Saved data entries
================================

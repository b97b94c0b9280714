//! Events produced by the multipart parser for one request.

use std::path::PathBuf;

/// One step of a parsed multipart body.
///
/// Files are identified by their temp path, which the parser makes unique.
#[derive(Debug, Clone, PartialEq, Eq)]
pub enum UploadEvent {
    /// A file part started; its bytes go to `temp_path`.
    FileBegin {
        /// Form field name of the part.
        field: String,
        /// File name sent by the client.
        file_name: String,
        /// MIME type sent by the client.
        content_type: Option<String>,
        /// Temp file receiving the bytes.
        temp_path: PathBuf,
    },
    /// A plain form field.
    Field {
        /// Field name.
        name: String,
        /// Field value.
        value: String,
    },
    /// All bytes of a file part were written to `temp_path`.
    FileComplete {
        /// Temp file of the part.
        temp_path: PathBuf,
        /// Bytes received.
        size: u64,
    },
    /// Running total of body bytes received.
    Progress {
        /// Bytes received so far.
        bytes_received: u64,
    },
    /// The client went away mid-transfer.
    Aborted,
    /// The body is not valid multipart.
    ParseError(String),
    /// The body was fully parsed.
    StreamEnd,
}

================================

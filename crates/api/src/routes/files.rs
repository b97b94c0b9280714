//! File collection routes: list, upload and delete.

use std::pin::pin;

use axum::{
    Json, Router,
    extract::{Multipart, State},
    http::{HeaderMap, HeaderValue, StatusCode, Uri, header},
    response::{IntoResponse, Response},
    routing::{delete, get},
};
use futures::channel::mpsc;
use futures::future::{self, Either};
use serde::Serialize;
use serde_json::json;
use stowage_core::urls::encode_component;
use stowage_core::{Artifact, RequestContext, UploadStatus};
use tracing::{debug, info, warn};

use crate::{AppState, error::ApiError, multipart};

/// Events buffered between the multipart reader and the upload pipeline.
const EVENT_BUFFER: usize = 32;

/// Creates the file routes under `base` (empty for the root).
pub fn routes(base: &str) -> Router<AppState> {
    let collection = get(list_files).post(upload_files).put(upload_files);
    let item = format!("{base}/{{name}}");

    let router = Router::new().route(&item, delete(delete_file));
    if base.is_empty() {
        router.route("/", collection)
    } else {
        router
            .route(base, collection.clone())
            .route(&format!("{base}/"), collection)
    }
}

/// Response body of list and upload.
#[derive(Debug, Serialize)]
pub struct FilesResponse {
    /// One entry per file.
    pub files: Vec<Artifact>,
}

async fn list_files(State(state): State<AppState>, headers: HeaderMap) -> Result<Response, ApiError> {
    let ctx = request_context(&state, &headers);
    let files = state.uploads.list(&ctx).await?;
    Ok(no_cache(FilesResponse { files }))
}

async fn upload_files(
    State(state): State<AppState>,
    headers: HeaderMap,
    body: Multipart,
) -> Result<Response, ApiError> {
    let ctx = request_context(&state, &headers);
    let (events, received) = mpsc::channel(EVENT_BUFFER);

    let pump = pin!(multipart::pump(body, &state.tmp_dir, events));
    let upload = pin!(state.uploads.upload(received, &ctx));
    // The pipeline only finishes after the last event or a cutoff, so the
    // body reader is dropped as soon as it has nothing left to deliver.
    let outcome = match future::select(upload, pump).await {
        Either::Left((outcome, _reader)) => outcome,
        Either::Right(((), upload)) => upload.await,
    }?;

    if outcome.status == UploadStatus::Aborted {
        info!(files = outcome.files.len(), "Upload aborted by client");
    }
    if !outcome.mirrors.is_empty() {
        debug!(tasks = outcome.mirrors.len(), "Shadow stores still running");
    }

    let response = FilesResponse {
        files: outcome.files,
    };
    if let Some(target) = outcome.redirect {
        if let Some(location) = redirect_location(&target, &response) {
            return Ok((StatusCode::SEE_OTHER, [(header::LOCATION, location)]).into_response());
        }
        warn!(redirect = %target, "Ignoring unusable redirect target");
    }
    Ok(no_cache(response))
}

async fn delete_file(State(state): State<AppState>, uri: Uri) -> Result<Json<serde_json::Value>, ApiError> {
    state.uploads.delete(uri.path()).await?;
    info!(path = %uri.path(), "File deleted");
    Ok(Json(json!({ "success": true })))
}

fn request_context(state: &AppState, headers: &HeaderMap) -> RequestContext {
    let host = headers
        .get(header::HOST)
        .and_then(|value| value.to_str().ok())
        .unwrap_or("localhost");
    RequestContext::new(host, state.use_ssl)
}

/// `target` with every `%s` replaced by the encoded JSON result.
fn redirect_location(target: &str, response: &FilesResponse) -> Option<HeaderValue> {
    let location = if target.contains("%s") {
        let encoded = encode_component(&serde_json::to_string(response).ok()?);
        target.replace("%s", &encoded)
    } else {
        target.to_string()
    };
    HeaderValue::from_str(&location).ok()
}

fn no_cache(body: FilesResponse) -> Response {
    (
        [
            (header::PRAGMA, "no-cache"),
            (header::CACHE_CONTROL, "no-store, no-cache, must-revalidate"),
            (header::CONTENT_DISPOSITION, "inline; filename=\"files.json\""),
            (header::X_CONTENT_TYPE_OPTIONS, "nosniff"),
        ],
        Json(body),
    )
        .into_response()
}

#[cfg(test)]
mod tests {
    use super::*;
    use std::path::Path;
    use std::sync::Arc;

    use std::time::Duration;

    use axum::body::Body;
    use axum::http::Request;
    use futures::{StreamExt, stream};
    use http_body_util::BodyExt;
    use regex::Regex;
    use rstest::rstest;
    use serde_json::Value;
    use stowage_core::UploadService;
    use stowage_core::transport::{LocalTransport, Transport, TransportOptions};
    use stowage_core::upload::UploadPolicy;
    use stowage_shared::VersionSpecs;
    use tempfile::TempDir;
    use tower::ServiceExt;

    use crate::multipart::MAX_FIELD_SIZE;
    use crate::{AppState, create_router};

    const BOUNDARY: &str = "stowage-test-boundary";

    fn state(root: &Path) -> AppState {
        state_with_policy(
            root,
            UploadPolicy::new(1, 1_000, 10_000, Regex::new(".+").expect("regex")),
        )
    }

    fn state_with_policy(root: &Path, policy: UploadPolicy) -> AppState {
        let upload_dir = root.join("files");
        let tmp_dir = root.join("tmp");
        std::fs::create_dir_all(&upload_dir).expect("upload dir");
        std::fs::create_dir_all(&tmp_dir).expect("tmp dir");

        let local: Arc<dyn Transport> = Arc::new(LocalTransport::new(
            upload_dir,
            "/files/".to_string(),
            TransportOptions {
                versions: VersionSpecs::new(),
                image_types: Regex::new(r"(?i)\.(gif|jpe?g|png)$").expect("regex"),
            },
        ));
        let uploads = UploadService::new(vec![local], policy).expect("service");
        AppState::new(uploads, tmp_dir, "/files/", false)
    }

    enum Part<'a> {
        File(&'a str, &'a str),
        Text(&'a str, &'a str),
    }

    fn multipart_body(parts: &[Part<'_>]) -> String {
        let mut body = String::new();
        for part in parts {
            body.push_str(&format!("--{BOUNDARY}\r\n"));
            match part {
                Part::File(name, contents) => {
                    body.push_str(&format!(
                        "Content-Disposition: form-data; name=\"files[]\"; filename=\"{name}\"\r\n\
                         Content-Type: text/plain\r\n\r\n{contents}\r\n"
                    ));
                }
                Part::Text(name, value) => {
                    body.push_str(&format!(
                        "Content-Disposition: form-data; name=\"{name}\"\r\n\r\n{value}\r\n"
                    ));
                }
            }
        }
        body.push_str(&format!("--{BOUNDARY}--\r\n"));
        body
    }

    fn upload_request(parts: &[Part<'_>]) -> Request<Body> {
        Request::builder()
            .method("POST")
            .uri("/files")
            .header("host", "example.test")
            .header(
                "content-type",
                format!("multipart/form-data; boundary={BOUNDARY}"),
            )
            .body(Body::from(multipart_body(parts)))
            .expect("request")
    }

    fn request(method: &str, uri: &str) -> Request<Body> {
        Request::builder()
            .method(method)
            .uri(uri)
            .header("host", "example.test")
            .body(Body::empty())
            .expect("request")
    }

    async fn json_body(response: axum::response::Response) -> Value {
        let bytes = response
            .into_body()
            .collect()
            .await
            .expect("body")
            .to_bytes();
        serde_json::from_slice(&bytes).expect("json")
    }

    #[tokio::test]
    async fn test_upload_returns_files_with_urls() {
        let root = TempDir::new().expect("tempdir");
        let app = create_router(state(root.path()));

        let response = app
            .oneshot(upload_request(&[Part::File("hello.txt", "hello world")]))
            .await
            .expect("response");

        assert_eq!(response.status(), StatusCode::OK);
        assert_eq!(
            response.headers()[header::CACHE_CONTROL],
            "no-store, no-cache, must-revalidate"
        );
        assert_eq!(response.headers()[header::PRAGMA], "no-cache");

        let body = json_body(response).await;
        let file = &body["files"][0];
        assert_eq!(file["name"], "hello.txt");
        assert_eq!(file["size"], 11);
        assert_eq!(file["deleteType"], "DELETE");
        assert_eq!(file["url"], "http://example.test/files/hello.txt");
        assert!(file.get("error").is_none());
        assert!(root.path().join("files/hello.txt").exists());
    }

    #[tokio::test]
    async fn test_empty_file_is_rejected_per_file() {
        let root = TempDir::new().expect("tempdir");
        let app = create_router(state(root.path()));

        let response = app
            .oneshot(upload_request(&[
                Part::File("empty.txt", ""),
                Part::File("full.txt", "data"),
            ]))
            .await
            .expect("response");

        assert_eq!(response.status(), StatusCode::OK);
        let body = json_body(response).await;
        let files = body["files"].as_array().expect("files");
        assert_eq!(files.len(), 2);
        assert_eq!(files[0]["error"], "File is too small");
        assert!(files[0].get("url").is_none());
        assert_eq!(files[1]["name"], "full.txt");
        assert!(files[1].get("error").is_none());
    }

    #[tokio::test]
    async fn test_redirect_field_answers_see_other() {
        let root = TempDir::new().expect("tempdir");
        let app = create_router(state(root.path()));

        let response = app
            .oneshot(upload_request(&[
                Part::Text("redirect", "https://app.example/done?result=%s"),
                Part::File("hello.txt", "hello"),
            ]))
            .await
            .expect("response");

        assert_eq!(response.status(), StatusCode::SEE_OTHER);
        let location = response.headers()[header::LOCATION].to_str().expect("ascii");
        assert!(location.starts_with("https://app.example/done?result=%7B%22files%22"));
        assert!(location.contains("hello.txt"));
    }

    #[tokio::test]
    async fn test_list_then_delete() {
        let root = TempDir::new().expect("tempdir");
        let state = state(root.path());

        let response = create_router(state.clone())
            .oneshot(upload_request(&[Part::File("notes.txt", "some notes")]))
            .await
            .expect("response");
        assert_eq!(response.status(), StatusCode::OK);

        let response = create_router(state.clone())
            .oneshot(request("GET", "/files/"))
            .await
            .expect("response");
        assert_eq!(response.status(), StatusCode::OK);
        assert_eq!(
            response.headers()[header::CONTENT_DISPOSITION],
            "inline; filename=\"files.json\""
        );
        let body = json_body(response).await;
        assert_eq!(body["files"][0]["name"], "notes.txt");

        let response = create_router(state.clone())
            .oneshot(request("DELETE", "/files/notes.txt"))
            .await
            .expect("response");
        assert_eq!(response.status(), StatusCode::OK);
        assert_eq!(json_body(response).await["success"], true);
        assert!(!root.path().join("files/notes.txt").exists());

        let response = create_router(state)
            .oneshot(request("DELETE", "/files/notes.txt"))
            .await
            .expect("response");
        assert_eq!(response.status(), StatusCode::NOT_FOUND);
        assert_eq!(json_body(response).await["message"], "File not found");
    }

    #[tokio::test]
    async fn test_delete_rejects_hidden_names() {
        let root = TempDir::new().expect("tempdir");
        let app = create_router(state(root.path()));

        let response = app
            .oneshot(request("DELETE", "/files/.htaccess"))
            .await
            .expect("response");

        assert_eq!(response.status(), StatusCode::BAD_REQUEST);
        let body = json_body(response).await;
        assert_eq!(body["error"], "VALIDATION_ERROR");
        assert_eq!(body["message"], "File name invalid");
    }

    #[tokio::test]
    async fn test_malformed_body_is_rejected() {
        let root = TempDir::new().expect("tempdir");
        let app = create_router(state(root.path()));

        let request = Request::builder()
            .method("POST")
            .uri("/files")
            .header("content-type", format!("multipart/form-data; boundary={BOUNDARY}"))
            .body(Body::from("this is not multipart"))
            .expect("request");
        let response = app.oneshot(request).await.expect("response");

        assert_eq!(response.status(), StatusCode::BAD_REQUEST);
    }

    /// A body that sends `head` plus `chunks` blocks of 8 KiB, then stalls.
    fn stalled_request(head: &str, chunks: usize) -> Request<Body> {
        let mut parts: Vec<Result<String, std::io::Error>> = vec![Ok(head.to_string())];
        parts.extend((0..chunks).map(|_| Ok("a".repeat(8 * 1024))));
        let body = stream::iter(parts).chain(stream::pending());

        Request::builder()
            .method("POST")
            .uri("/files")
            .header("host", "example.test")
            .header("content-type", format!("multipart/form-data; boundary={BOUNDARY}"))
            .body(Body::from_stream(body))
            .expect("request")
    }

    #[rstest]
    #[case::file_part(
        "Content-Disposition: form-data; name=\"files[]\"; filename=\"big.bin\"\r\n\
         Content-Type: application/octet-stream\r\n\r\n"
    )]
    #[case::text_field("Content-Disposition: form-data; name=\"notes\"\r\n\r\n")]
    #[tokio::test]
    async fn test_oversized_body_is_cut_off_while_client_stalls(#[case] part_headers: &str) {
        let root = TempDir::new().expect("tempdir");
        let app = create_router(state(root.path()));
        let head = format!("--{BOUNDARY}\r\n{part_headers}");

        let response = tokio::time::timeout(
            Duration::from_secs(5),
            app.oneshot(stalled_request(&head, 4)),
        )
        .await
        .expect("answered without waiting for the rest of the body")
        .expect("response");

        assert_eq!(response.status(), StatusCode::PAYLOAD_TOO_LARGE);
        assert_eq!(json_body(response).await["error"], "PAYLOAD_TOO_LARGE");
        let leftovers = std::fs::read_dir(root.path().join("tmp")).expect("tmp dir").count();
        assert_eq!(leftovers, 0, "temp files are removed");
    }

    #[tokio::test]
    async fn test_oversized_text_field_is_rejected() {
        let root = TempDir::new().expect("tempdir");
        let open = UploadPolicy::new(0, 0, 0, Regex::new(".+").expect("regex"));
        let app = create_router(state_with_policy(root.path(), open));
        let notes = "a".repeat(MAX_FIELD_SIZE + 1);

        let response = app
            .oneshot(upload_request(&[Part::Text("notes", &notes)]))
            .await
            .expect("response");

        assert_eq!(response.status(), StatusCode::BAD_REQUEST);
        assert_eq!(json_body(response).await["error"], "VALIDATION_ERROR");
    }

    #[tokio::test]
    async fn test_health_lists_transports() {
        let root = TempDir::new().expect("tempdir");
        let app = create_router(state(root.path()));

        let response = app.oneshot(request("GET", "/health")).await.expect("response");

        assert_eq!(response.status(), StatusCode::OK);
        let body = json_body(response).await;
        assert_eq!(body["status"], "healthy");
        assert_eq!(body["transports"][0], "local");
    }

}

================================

• _WHAT YOU WILL DO_
Count up the lines above in which the word "FilesResponse" appears, and give nothing but that count.

• _COMPLETED EXERCISE_
5